** Opening Record excerpts block **

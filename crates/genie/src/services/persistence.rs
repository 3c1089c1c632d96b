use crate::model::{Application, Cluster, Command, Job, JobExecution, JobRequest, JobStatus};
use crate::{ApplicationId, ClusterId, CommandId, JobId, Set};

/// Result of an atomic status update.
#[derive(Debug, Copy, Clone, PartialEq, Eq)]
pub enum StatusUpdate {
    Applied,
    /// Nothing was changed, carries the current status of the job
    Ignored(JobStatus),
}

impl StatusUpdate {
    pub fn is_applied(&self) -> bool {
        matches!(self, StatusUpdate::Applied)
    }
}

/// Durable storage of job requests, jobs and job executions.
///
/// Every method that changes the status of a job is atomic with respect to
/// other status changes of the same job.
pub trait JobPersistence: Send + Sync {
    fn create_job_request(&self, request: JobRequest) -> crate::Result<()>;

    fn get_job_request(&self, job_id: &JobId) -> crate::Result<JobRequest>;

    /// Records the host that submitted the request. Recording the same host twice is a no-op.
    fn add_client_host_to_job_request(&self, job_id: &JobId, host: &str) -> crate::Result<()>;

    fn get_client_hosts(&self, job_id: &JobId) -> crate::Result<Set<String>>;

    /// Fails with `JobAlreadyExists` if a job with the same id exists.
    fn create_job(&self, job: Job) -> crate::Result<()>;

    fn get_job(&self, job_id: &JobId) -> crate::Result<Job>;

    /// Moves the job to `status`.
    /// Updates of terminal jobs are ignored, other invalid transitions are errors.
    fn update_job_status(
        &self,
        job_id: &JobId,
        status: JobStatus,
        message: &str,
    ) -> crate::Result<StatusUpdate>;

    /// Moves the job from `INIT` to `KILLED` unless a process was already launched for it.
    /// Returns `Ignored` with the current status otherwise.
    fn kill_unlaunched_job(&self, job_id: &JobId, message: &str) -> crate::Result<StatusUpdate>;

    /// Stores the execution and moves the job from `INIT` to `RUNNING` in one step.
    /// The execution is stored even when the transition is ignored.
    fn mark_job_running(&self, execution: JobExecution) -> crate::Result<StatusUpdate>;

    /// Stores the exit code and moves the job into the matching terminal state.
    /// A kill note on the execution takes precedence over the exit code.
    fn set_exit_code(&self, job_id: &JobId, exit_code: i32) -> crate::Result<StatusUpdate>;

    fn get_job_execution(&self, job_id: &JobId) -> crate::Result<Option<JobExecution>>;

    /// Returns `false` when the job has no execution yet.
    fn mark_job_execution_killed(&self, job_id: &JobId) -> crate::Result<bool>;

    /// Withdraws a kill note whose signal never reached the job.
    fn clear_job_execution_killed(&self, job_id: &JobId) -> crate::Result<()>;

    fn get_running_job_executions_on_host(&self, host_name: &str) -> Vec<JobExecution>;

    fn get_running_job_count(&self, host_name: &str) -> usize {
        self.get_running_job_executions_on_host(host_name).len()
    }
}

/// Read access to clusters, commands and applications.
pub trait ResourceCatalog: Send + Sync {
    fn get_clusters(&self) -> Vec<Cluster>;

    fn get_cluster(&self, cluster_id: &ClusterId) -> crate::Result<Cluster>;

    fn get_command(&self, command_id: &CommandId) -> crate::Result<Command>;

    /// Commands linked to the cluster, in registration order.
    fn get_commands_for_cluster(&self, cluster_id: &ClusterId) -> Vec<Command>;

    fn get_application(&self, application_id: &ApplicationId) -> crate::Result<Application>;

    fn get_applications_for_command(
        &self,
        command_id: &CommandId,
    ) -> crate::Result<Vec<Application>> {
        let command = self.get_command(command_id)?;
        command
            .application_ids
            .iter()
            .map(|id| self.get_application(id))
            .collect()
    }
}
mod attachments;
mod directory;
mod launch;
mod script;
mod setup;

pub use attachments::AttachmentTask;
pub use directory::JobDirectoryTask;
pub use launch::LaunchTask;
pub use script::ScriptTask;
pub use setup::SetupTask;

** Closing Record excerpts block **

Task brief: Return only the count of lines in the records that hold the word "Send".

Response: 2